//! Error types and exit codes for rubrica
//!
//! Errors follow a small taxonomy that front ends map onto their own surface:
//! - not found (404): scope, rubric, nota or student absent
//! - conflict (409): duplicate name, already-registered member, reused rubric
//! - validation (400): malformed input, percentage out of range
//! - unauthorized (403): access-control denial on a scope
//! - internal (500): storage or mail failure
//!
//! Exit codes used by the CLI:
//! - 0: Success
//! - 1: Internal failure
//! - 2: Usage / validation error
//! - 3: Data error (not found, conflict)
//! - 4: Unauthorized

mod macros;

use std::path::PathBuf;
use thiserror::Error;

/// Exit codes for the rubrica binary
#[derive(Debug, Clone, Copy, PartialEq, Eq)]
pub enum ExitCode {
    /// Success (0)
    Success = 0,
    /// Internal failure (1)
    Failure = 1,
    /// Usage or validation error (2)
    Usage = 2,
    /// Not found or conflict (3)
    Data = 3,
    /// Access denied (4)
    Unauthorized = 4,
}

impl From<ExitCode> for i32 {
    fn from(code: ExitCode) -> i32 {
        code as i32
    }
}

impl From<rusqlite::Error> for RubricaError {
    fn from(err: rusqlite::Error) -> Self {
        RubricaError::Database(err.to_string())
    }
}

/// Errors that can occur during rubrica operations
#[derive(Error, Debug)]
pub enum RubricaError {
    // Usage / validation errors (400)
    #[error("{0}")]
    UsageError(String),

    #[error("invalid {context}: {value}")]
    InvalidValue { context: String, value: String },

    #[error("missing required field: {field}")]
    MissingField { field: String },

    // Data errors
    #[error("store not found (searched from {search_root:?})")]
    StoreNotFound { search_root: PathBuf },

    #[error("{context} not found: {value}")]
    NotFound { context: String, value: String },

    #[error("{context} already exists: {value}")]
    AlreadyExists { context: String, value: String },

    // Access control
    #[error("not allowed to {action}: {reason}")]
    Unauthorized { action: String, reason: String },

    // Internal failures (500)
    #[error("IO error: {0}")]
    Io(#[from] std::io::Error),

    #[error("JSON error: {0}")]
    Json(#[from] serde_json::Error),

    #[error("TOML error: {0}")]
    Toml(#[from] toml::de::Error),

    #[error("database error: {0}")]
    Database(String),

    #[error("mail delivery failed: {0}")]
    Mail(String),

    #[error("failed to {operation}: {reason}")]
    FailedOperation { operation: String, reason: String },

    #[error("{0}")]
    Other(String),
}

impl RubricaError {
    /// Create an error for a failed database operation
    pub fn db_operation(operation: &str, error: impl std::fmt::Display) -> Self {
        RubricaError::FailedOperation {
            operation: operation.to_string(),
            reason: error.to_string(),
        }
    }

    /// Create an error for an invalid value
    pub fn invalid_value(context: &str, value: impl std::fmt::Display) -> Self {
        RubricaError::InvalidValue {
            context: context.to_string(),
            value: value.to_string(),
        }
    }

    /// Create an error for a missing required field
    pub fn missing_field(field: &str) -> Self {
        RubricaError::MissingField {
            field: field.to_string(),
        }
    }

    /// Create an error for an entity that already exists
    pub fn already_exists(context: &str, value: impl std::fmt::Display) -> Self {
        RubricaError::AlreadyExists {
            context: context.to_string(),
            value: value.to_string(),
        }
    }

    /// Create an error for an entity that was not found
    pub fn not_found(context: &str, value: impl std::fmt::Display) -> Self {
        RubricaError::NotFound {
            context: context.to_string(),
            value: value.to_string(),
        }
    }

    /// Create an access-control denial
    pub fn unauthorized(action: &str, reason: impl std::fmt::Display) -> Self {
        RubricaError::Unauthorized {
            action: action.to_string(),
            reason: reason.to_string(),
        }
    }

    /// HTTP-equivalent status for this error
    pub fn status(&self) -> u16 {
        match self {
            RubricaError::UsageError(_)
            | RubricaError::InvalidValue { .. }
            | RubricaError::MissingField { .. } => 400,

            RubricaError::Unauthorized { .. } => 403,

            RubricaError::StoreNotFound { .. } | RubricaError::NotFound { .. } => 404,

            RubricaError::AlreadyExists { .. } => 409,

            RubricaError::Io(_)
            | RubricaError::Json(_)
            | RubricaError::Toml(_)
            | RubricaError::Database(_)
            | RubricaError::Mail(_)
            | RubricaError::FailedOperation { .. }
            | RubricaError::Other(_) => 500,
        }
    }

    /// Get the appropriate exit code for this error
    pub fn exit_code(&self) -> ExitCode {
        match self.status() {
            400 => ExitCode::Usage,
            403 => ExitCode::Unauthorized,
            404 | 409 => ExitCode::Data,
            _ => ExitCode::Failure,
        }
    }

    /// Stable error type identifier
    pub fn error_type(&self) -> &'static str {
        match self {
            RubricaError::UsageError(_) => "usage_error",
            RubricaError::InvalidValue { .. } => "invalid_value",
            RubricaError::MissingField { .. } => "missing_field",
            RubricaError::StoreNotFound { .. } => "store_not_found",
            RubricaError::NotFound { .. } => "not_found",
            RubricaError::AlreadyExists { .. } => "already_exists",
            RubricaError::Unauthorized { .. } => "unauthorized",
            RubricaError::Io(_) => "io_error",
            RubricaError::Json(_) => "json_error",
            RubricaError::Toml(_) => "toml_error",
            RubricaError::Database(_) => "database_error",
            RubricaError::Mail(_) => "mail_error",
            RubricaError::FailedOperation { .. } => "failed_operation",
            RubricaError::Other(_) => "other",
        }
    }

    /// Message safe to show to a client.
    ///
    /// Internal failures are collapsed to a generic message; the detail only
    /// goes to the log.
    pub fn client_message(&self) -> String {
        if self.status() == 500 {
            "internal error".to_string()
        } else {
            self.to_string()
        }
    }

    /// Convert error to JSON representation for structured error output.
    pub fn to_json(&self) -> serde_json::Value {
        serde_json::json!({
            "error": {
                "code": self.exit_code() as i32,
                "status": self.status(),
                "type": self.error_type(),
                "message": self.client_message(),
            }
        })
    }
}

/// Result type alias for rubrica operations
pub type Result<T> = std::result::Result<T, RubricaError>;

• • •

■ **Task brief**
Wherever the word "entity" occurs in the data, copy that whole line.

■ **Result of this exercise**
    /// Create an error for an entity that already exists
    /// Create an error for an entity that was not found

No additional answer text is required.